WHAT THE EXERCISE ASKS: Copy each line from the entries that the word "Configuration" appears in.

DATA SUPPLIED section start

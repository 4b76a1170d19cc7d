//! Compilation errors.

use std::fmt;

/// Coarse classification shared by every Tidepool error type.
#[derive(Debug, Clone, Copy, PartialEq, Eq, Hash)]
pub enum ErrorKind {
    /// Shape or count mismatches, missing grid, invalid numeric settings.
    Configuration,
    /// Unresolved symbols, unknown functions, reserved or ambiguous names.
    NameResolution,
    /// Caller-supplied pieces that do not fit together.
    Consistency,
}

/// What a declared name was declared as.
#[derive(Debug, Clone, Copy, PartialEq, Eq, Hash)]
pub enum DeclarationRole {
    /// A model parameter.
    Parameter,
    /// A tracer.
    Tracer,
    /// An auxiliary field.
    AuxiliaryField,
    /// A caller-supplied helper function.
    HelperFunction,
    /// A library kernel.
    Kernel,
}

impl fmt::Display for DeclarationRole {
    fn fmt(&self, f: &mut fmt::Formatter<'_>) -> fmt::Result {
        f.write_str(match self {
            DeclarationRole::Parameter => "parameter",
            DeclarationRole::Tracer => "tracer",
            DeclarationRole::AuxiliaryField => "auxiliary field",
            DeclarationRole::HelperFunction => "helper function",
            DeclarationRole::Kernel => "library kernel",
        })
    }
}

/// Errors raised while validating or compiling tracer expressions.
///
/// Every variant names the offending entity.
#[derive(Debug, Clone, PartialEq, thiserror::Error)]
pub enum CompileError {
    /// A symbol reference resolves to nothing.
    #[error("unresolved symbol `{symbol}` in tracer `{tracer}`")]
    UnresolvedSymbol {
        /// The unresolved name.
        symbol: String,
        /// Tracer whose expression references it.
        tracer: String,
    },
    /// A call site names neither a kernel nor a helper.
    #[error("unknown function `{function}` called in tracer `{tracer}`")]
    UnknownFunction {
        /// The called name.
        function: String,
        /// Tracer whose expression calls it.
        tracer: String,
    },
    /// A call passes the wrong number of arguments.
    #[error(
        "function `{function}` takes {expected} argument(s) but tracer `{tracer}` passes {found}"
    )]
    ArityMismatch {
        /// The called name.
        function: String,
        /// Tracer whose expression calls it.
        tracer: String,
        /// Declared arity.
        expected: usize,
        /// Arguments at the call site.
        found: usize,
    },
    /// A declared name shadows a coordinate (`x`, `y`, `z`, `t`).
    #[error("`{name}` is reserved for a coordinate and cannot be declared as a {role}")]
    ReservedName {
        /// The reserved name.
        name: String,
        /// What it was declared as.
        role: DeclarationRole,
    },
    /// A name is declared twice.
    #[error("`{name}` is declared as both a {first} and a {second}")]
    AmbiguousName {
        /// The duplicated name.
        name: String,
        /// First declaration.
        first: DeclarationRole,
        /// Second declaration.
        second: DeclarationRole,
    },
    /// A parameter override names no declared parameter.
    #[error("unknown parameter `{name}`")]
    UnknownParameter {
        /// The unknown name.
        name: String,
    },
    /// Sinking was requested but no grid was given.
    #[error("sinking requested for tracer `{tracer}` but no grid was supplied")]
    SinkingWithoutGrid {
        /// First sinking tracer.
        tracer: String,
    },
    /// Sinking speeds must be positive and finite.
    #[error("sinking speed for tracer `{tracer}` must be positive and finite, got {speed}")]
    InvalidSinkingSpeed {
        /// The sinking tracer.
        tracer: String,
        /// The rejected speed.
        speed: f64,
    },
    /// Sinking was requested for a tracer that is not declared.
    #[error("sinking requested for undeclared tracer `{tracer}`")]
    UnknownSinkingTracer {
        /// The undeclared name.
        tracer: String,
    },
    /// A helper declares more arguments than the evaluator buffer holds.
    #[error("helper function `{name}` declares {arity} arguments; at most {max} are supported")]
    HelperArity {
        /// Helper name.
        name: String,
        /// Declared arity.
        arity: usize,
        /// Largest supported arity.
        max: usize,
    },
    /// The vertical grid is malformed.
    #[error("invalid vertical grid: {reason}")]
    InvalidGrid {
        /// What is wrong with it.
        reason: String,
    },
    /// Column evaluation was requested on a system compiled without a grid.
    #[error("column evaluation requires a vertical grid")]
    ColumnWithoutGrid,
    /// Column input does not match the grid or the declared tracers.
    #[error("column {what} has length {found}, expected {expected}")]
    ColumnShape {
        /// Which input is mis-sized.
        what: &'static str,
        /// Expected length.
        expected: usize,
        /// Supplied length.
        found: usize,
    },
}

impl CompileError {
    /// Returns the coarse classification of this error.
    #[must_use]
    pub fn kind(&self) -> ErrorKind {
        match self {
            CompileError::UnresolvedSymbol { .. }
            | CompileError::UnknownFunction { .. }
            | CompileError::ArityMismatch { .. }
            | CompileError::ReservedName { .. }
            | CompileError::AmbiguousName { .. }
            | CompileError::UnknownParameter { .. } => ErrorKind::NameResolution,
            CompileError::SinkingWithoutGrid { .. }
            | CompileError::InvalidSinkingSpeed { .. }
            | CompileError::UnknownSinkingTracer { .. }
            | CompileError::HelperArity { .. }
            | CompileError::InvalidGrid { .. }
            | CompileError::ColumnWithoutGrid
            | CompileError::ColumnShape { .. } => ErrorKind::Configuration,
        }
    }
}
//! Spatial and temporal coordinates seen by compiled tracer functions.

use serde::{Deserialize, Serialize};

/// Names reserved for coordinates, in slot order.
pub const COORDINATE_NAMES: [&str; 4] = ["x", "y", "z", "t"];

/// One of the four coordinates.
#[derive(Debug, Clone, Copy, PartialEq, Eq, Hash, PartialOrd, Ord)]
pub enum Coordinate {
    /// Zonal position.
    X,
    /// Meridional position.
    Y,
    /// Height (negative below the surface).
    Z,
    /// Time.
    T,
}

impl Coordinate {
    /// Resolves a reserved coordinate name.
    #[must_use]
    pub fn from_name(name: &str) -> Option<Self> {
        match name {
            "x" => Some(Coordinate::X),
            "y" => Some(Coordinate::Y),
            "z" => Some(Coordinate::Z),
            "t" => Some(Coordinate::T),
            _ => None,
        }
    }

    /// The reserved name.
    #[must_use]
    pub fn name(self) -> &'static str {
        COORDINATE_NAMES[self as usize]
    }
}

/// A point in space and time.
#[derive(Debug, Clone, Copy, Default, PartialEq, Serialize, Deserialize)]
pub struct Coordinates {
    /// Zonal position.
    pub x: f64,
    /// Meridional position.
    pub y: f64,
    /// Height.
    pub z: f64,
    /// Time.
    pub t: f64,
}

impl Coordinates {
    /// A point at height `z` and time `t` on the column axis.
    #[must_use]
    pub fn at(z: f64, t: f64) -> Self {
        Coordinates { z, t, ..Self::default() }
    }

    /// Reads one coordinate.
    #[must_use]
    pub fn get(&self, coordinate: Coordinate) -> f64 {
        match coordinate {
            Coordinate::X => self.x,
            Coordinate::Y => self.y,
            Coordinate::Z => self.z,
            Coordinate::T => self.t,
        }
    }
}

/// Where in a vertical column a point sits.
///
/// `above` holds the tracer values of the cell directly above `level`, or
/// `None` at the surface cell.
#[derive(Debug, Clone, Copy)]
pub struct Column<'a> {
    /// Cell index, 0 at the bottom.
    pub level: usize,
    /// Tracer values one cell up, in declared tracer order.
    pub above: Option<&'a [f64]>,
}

DATA SUPPLIED section end

OUTPUT:
    Configuration,
            | CompileError::ColumnShape { .. } => ErrorKind::Configuration,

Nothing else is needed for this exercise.